Exercise brief:
The records below are made of lines; count those holding the word "input" and give the number only.

··· Provided records ···

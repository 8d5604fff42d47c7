//! Folders and the well-known folders of a mailbox.

use std::fmt;

use super::property::{
    ExtendedPropertyDefinition, PropertyBag, PropertyDefinition, PropertyType, PropertyValue,
    ServiceId,
};
use super::{LoadOptions, ServiceObject, ServiceObjectType};
use crate::error::Result;
use crate::service::ExchangeService;
use crate::service_reader::ServiceXmlReader;
use crate::xml::XmlCursor;

pub const FOLDER_ID: PropertyDefinition =
    PropertyDefinition::new("FolderId", PropertyType::Id).in_summary();
pub const PARENT_FOLDER_ID: PropertyDefinition =
    PropertyDefinition::new("ParentFolderId", PropertyType::Id).in_summary();
pub const FOLDER_CLASS: PropertyDefinition =
    PropertyDefinition::new("FolderClass", PropertyType::Text).in_summary();
pub const DISPLAY_NAME: PropertyDefinition =
    PropertyDefinition::new("DisplayName", PropertyType::Text).in_summary();
pub const TOTAL_COUNT: PropertyDefinition =
    PropertyDefinition::new("TotalCount", PropertyType::Integer).in_summary();
pub const CHILD_FOLDER_COUNT: PropertyDefinition =
    PropertyDefinition::new("ChildFolderCount", PropertyType::Integer).in_summary();
pub const UNREAD_COUNT: PropertyDefinition =
    PropertyDefinition::new("UnreadCount", PropertyType::Integer).in_summary();

const SCHEMA: [PropertyDefinition; 7] = [
    FOLDER_ID,
    PARENT_FOLDER_ID,
    FOLDER_CLASS,
    DISPLAY_NAME,
    TOTAL_COUNT,
    CHILD_FOLDER_COUNT,
    UNREAD_COUNT,
];

/// The folders every mailbox has, addressed without knowing their ids.
#[derive(Clone, Copy, Debug, PartialEq, Eq, Hash)]
#[non_exhaustive]
pub enum WellKnownFolderName {
    Root,
    MsgFolderRoot,
    Calendar,
    Contacts,
    DeletedItems,
    Drafts,
    Inbox,
    Journal,
    JunkEmail,
    Notes,
    Outbox,
    SentItems,
    Tasks,
    SearchFolders,
    ArchiveRoot,
    ArchiveMsgFolderRoot,
    ArchiveDeletedItems,
}

impl WellKnownFolderName {
    /// The distinguished folder id sent on the wire.
    pub fn as_str(self) -> &'static str {
        match self {
            WellKnownFolderName::Root => "root",
            WellKnownFolderName::MsgFolderRoot => "msgfolderroot",
            WellKnownFolderName::Calendar => "calendar",
            WellKnownFolderName::Contacts => "contacts",
            WellKnownFolderName::DeletedItems => "deleteditems",
            WellKnownFolderName::Drafts => "drafts",
            WellKnownFolderName::Inbox => "inbox",
            WellKnownFolderName::Journal => "journal",
            WellKnownFolderName::JunkEmail => "junkemail",
            WellKnownFolderName::Notes => "notes",
            WellKnownFolderName::Outbox => "outbox",
            WellKnownFolderName::SentItems => "sentitems",
            WellKnownFolderName::Tasks => "tasks",
            WellKnownFolderName::SearchFolders => "searchfolders",
            WellKnownFolderName::ArchiveRoot => "archiveroot",
            WellKnownFolderName::ArchiveMsgFolderRoot => "archivemsgfolderroot",
            WellKnownFolderName::ArchiveDeletedItems => "archivedeleteditems",
        }
    }
}

impl fmt::Display for WellKnownFolderName {
    fn fmt(&self, f: &mut fmt::Formatter<'_>) -> fmt::Result {
        f.write_str(self.as_str())
    }
}

/// A folder, addressed either by id or by its well-known name.
#[derive(Clone, Debug, PartialEq, Eq, Hash)]
pub enum FolderId {
    Id(ServiceId),
    WellKnown(WellKnownFolderName),
}

impl From<WellKnownFolderName> for FolderId {
    fn from(name: WellKnownFolderName) -> Self {
        FolderId::WellKnown(name)
    }
}

impl From<ServiceId> for FolderId {
    fn from(id: ServiceId) -> Self {
        FolderId::Id(id)
    }
}

impl fmt::Display for FolderId {
    fn fmt(&self, f: &mut fmt::Formatter<'_>) -> fmt::Result {
        match self {
            FolderId::Id(id) => id.fmt(f),
            FolderId::WellKnown(name) => name.fmt(f),
        }
    }
}

/// A folder in a mailbox.
#[derive(Clone, Debug, PartialEq)]
pub struct Folder {
    object_type: ServiceObjectType,
    xml_element_name: String,
    properties: PropertyBag,
}

impl Folder {
    /// A blank folder of the given kind.
    pub fn new(object_type: ServiceObjectType) -> Self {
        Folder {
            object_type,
            xml_element_name: object_type.xml_element_name().to_owned(),
            properties: PropertyBag::default(),
        }
    }

    pub fn properties(&self) -> &PropertyBag {
        &self.properties
    }

    pub fn properties_mut(&mut self) -> &mut PropertyBag {
        &mut self.properties
    }

    pub fn id(&self) -> Option<&ServiceId> {
        self.properties.get(&FOLDER_ID).and_then(PropertyValue::as_id)
    }

    pub fn parent_folder_id(&self) -> Option<&ServiceId> {
        self.properties
            .get(&PARENT_FOLDER_ID)
            .and_then(PropertyValue::as_id)
    }

    pub fn folder_class(&self) -> Option<&str> {
        self.properties
            .get(&FOLDER_CLASS)
            .and_then(PropertyValue::as_str)
    }

    pub fn display_name(&self) -> Option<&str> {
        self.properties
            .get(&DISPLAY_NAME)
            .and_then(PropertyValue::as_str)
    }

    /// Number of items in the folder.
    pub fn total_count(&self) -> Option<i64> {
        self.count(&TOTAL_COUNT)
    }

    pub fn child_folder_count(&self) -> Option<i64> {
        self.count(&CHILD_FOLDER_COUNT)
    }

    pub fn unread_count(&self) -> Option<i64> {
        self.count(&UNREAD_COUNT)
    }

    pub fn extended_property(
        &self,
        property: &ExtendedPropertyDefinition,
    ) -> Option<&PropertyValue> {
        self.properties.extended_property(property)
    }

    fn count(&self, property: &PropertyDefinition) -> Option<i64> {
        self.properties.get(property).and_then(PropertyValue::as_integer)
    }
}

impl ServiceObject for Folder {
    fn object_type(&self) -> ServiceObjectType {
        self.object_type
    }

    fn xml_element_name(&self) -> &str {
        &self.xml_element_name
    }

    fn set_xml_element_name(&mut self, name: String) {
        self.xml_element_name = name;
    }

    fn load_from_xml<C: XmlCursor>(
        &mut self,
        reader: &mut ServiceXmlReader<'_, C>,
        options: &LoadOptions<'_>,
    ) -> Result<()> {
        self.properties.load_from_xml(reader, &SCHEMA, options)
    }
}

/// A factory for [`ServiceXmlReader::read_service_objects_collection_from_xml`] that creates a
/// blank folder for every folder element name.
pub fn folder_from_xml_element_name(_service: &ExchangeService, name: &str) -> Option<Folder> {
    ServiceObjectType::from_xml_element_name(name)
        .filter(|kind| kind.is_folder())
        .map(Folder::new)
}
//! EWS decoding errors.

use std::error::Error as StdError;
use std::num::ParseIntError;
use std::result;
use std::string::FromUtf8Error;

use thiserror::Error;

/// A convenience wrapper around `Result` for `ews_reader::Error`.
pub type Result<T> = result::Result<T, Error>;

/// A set of errors that can occur while decoding an EWS response document.
#[derive(Debug, Error)]
#[non_exhaustive]
pub enum Error {
    /// An error from the underlying XML tokenizer.
    #[error("error reading XML data")]
    Xml(#[from] quick_xml::Error),
    /// The document does not have the shape the reader expected at this point.
    #[error(transparent)]
    Structural(#[from] StructuralError),
    /// The server reported an object whose type cannot stand in for the requested one.
    #[error(
        "the type of the object in the store ({found}) does not match that of the local object ({expected})"
    )]
    TypeMismatch {
        /// The element name reported by the server.
        found: String,
        /// The element name of the local object.
        expected: String,
    },
    /// Error parsing an element or attribute value.
    #[error(transparent)]
    Parse(#[from] ParseError),
    /// Error validating input data.
    #[error(transparent)]
    Validate(#[from] ValidateError),
    /// A settings document could not be deserialized.
    #[error("failed to deserialize settings document")]
    Deserialize(#[from] quick_xml::DeError),
    /// A settings document could not be serialized.
    #[error("failed to serialize settings document: {0}")]
    Serialize(String),
    /// A page of folders claimed more results but carried no offset for the next page.
    #[error("more folders are available but the server did not return a paging offset")]
    MissingPageOffset,
    /// Two folders of a hierarchy resolved to the same full name.
    #[error("duplicate folder `{0}` in folder hierarchy")]
    DuplicateFolder(String),
    /// An error raised by a population routine outside of this crate.
    #[error(transparent)]
    Population(Box<dyn StdError + Send + Sync>),
}

/// The document cursor was not where an operation needed it to be.
#[derive(Debug, Error, PartialEq, Eq)]
#[non_exhaustive]
pub enum StructuralError {
    /// A specific element was required but another node was found.
    #[error("expected element `{expected}`, found `{found}`")]
    UnexpectedElement {
        /// The required element, as `{namespace}local-name`.
        expected: String,
        /// Description of the node at the cursor.
        found: String,
    },
    /// The operation requires the cursor to be on a start tag.
    #[error("expected a start element, found `{0}`")]
    NotAtStartElement(String),
    /// An element expected to hold only text contains a child element.
    #[error("element `{0}` has element content where a text value was expected")]
    UnexpectedChildElement(String),
    /// The document ended before the current element was closed.
    #[error("unexpected end of XML document")]
    UnexpectedEndOfDocument,
}

/// A textual value could not be converted to the type it represents.
#[derive(Debug, Error)]
#[non_exhaustive]
pub enum ParseError {
    /// Not an `xs:dateTime`/`xs:date` value, or a required one was empty.
    #[error("unable to parse `{0}` as a date/time")]
    DateTime(String),
    /// The local time does not exist in the target time zone.
    #[error("`{0}` does not exist in the configured time zone")]
    NonExistentLocalTime(String),
    #[error("unable to parse `{value}` as an integer")]
    Integer {
        value: String,
        #[source]
        source: ParseIntError,
    },
    #[error("unable to parse `{0}` as a boolean")]
    Boolean(String),
    #[error("unable to parse `{0}` as a number")]
    Double(String),
    #[error("unknown extended property type `{0}`")]
    PropertyType(String),
    #[error("unable to decode base64 element content")]
    Base64(#[from] base64::DecodeError),
    #[error("unable to parse data as UTF-8 text")]
    DataNotUtf8(#[from] FromUtf8Error),
}

/// Invalid input data.
#[derive(Debug, Error, PartialEq, Eq)]
#[non_exhaustive]
pub enum ValidateError {
    /// A required argument was empty.
    #[error("argument `{0}` must not be empty")]
    Empty(&'static str),
}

···

Written solution:
2